Бакуго снова почудился запах горелого мяса и опаленных волос.

— Кто у вас тут шишка? — бросает Бакуго через плечо Киришиме и торопится обратно, откуда они пришли, чтобы свернуть в другую сторону и укрыться уже там. Эйджиро, как на привязи, следует по пятам.

— А? Кто… шишка? В смысле, кто тут главный? — уточняет Эйджиро, не совсем понимая диалект Бакуго.

— Да, — нетерпеливо бросает охотник, посматривая по сторонам, выискивая дом побольше и побогаче, где обычно живут наиболее состоятельные и, как следствие, властные люди, заправляющие всей землей.

— Ну, мой старший брат Иида сошёл бы за главного. Он Мамочку больше всех слушается.

— Мамочку? Ты про-

— А, ну да, — отмахивается Киришима, растирая пальцами мурашки по предплечьям. От одного упоминания этой женщины Киришиме дурнеет и ноги косит со страху. Он припоминал, что мог что-то о Мамочке вскользь упоминать, но всё-то не упомнишь. — Если ты об этом, то Мамочка… наша… — Эйджиро не может подобрать слово, чтобы описать их отношения. Он не был уверен, что она их «шишка», как выразился Бакуго, или главная или кто-то там ещё… Она просто… Мама?

— Я понял, — Бакуго обрывает потуги этого дурачка хоть что-то из себя путное выдавить. — Заберу её голову и свалим. Хозяева гнёзд всегда больше ценятся, — и Катсуки облизывается.
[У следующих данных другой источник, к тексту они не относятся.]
//! Configuration data structures

use crate::error::{NotifierError, Result};
use crate::transport::DsnLayout;
use serde::{Deserialize, Serialize};
use std::collections::BTreeMap;
use std::path::{Path, PathBuf};
use std::time::Duration;

/// Logging level configuration
#[derive(Debug, Clone, Copy, PartialEq, Eq, Serialize, Deserialize, Default)]
pub enum LogLevel {
    #[serde(rename = "error")]
    Error,
    #[serde(rename = "warn")]
    Warn,
    #[serde(rename = "info")]
    #[default]
    Info,
    #[serde(rename = "debug")]
    Debug,
    #[serde(rename = "trace")]
    Trace,
}

/// Settings for the default HTTP client
#[derive(Debug, Clone, PartialEq, Serialize, Deserialize)]
pub struct HttpSettings {
    /// Per-request timeout in seconds (0 = client default)
    pub timeout_seconds: u64,
}

impl Default for HttpSettings {
    fn default() -> Self {
        Self {
            timeout_seconds: 30,
        }
    }
}

impl HttpSettings {
    pub fn timeout(&self) -> Option<Duration> {
        (self.timeout_seconds > 0).then(|| Duration::from_secs(self.timeout_seconds))
    }
}

/// Main configuration structure
#[derive(Debug, Clone, PartialEq, Serialize, Deserialize)]
pub struct Configuration {
    /// Logging verbosity level
    #[serde(default)]
    pub log_level: LogLevel,
    #[serde(default)]
    pub http: HttpSettings,
    /// Channel name -> DSN string (may combine DSNs with `||` or `&&`).
    ///
    /// Channels are kept in name order, not file order. A message that names
    /// no channel goes to the first channel, by name, that supports it.
    #[serde(default)]
    pub transports: BTreeMap<String, String>,
}

impl Default for Configuration {
    fn default() -> Self {
        let mut transports = BTreeMap::new();
        transports.insert("default".to_string(), "null://null".to_string());
        Self {
            log_level: LogLevel::Info,
            http: HttpSettings::default(),
            transports,
        }
    }
}

impl Configuration {
    /// Load configuration from file
    pub fn load_from_file(path: &Path) -> Result<Self> {
        if path.exists() {
            let content = std::fs::read_to_string(path)
                .map_err(|e| NotifierError::Config(format!("{}: {}", path.display(), e)))?;
            toml::from_str(&content)
                .map_err(|e| NotifierError::Config(format!("{}: {}", path.display(), e)))
        } else {
            // Return default configuration if file doesn't exist
            Ok(Configuration::default())
        }
    }

    /// Save configuration to file
    pub fn save_to_file(&self, path: &Path) -> Result<()> {
        let content =
            toml::to_string_pretty(self).map_err(|e| NotifierError::Config(e.to_string()))?;
        if let Some(parent) = path.parent() {
            std::fs::create_dir_all(parent)
                .map_err(|e| NotifierError::Config(format!("{}: {}", parent.display(), e)))?;
        }
        std::fs::write(path, content)
            .map_err(|e| NotifierError::Config(format!("{}: {}", path.display(), e)))
    }

    /// Get the XDG config directory path
    pub fn default_config_path() -> Result<PathBuf> {
        let config_dir = dirs::config_dir()
            .ok_or_else(|| NotifierError::Config("Could not determine config directory".into()))?;
        Ok(config_dir.join("herald").join("config.toml"))
    }

    /// Validate configuration values, collecting every problem
    pub fn validate(&self) -> std::result::Result<(), Vec<String>> {
        let mut errors = Vec::new();

        if self.http.timeout_seconds > 300 {
            errors.push("http.timeout_seconds cannot exceed 300".to_string());
        }

        if self.transports.is_empty() {
            errors.push("transports must declare at least one channel".to_string());
        }

        for (name, dsn) in &self.transports {
            if !is_valid_channel_name(name) {
                errors.push(format!(
                    "transport name \"{}\" must match channel naming convention",
                    name
                ));
            }
            if let Err(e) = DsnLayout::parse(dsn) {
                errors.push(format!("transport \"{}\": {}", name, e));
            }
        }

        if errors.is_empty() {
            Ok(())
        } else {
            Err(errors)
        }
    }
}

/// Validate channel name according to naming convention
pub fn is_valid_channel_name(name: &str) -> bool {
    let Some(first_char) = name.chars().next() else {
        return false;
    };
    if name.len() > 64 || !first_char.is_ascii_alphanumeric() {
        return false;
    }

    name.chars()
        .all(|c| c.is_ascii_alphanumeric() || c == '-' || c == '_')
}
И Эйджиро честно не знает, что ему ответить. Он вскидывается весь, таращит свои глазищи красные, на лице его Бакуго видит синяки свежие и уже жёлтые, из приоткрытого рта виднеются бронзовые зубы. В голове Киришимы столько вопросов и такое неуёмное желание их задать, но он молчит с дрожащей нижней губой. И сам Киришима не знает радоваться ему или ужасаться словам охотника.

Убить… Мамочку? Забрать её голову? Как он-

«…и свалим?» В смысле вместе? Бакуго даже после такого проёба Киришимы согласен держать его рядом?

А куда свалим?

И Киришима поздно понимает, что последний вопрос задал вслух. Он уже прикрыл голову руками, лишь бы в зубы не прилетело, но удара за вопрос не следует вообще. Эйджиро несмело выглядывает из-за собственных рук, прищурившись и не решаясь ослабить оборону.

— Да хрен знает. На родину вернусь, всучу это добро церквушникам, а там куда глаза глядят, отвяжусь от них, в конце концов. Надо было раньше так сделать. И какая тебе разница вообще?

— А мне в Леваре понравилось, — как бы невзначай говорит Киришима, отступая на шаг в сторону, чтоб оплеуха до него точно не дотянулась. — И бабоньки там что надо, — Эйджиро почти погружается в воспоминания о мягкой груди, в которую ему довелось случайно попасть лицом, но его быстро отрезвляет смачный подзатыльник, отдающий пульсацией в зубы, что Киришима даже шикнул от боли. — За что?

— Чтоб на землю грешную вернулся. И твои вкусовые предпочтения никто не учитывает. Хотя в Леваре пиво вкусное, чёрт их дери.

Киришима молча соглашается кивком головы, но подтолкнуть к решению остаться там не рискует, как не рискует спросить, каким образом Бакуго вообще намерен забрать голову Мамочки. Киришиме кажется это чем-то невозможным, за гранью его фантазии, но, наверное, для Катсуки нет ничего невозможного.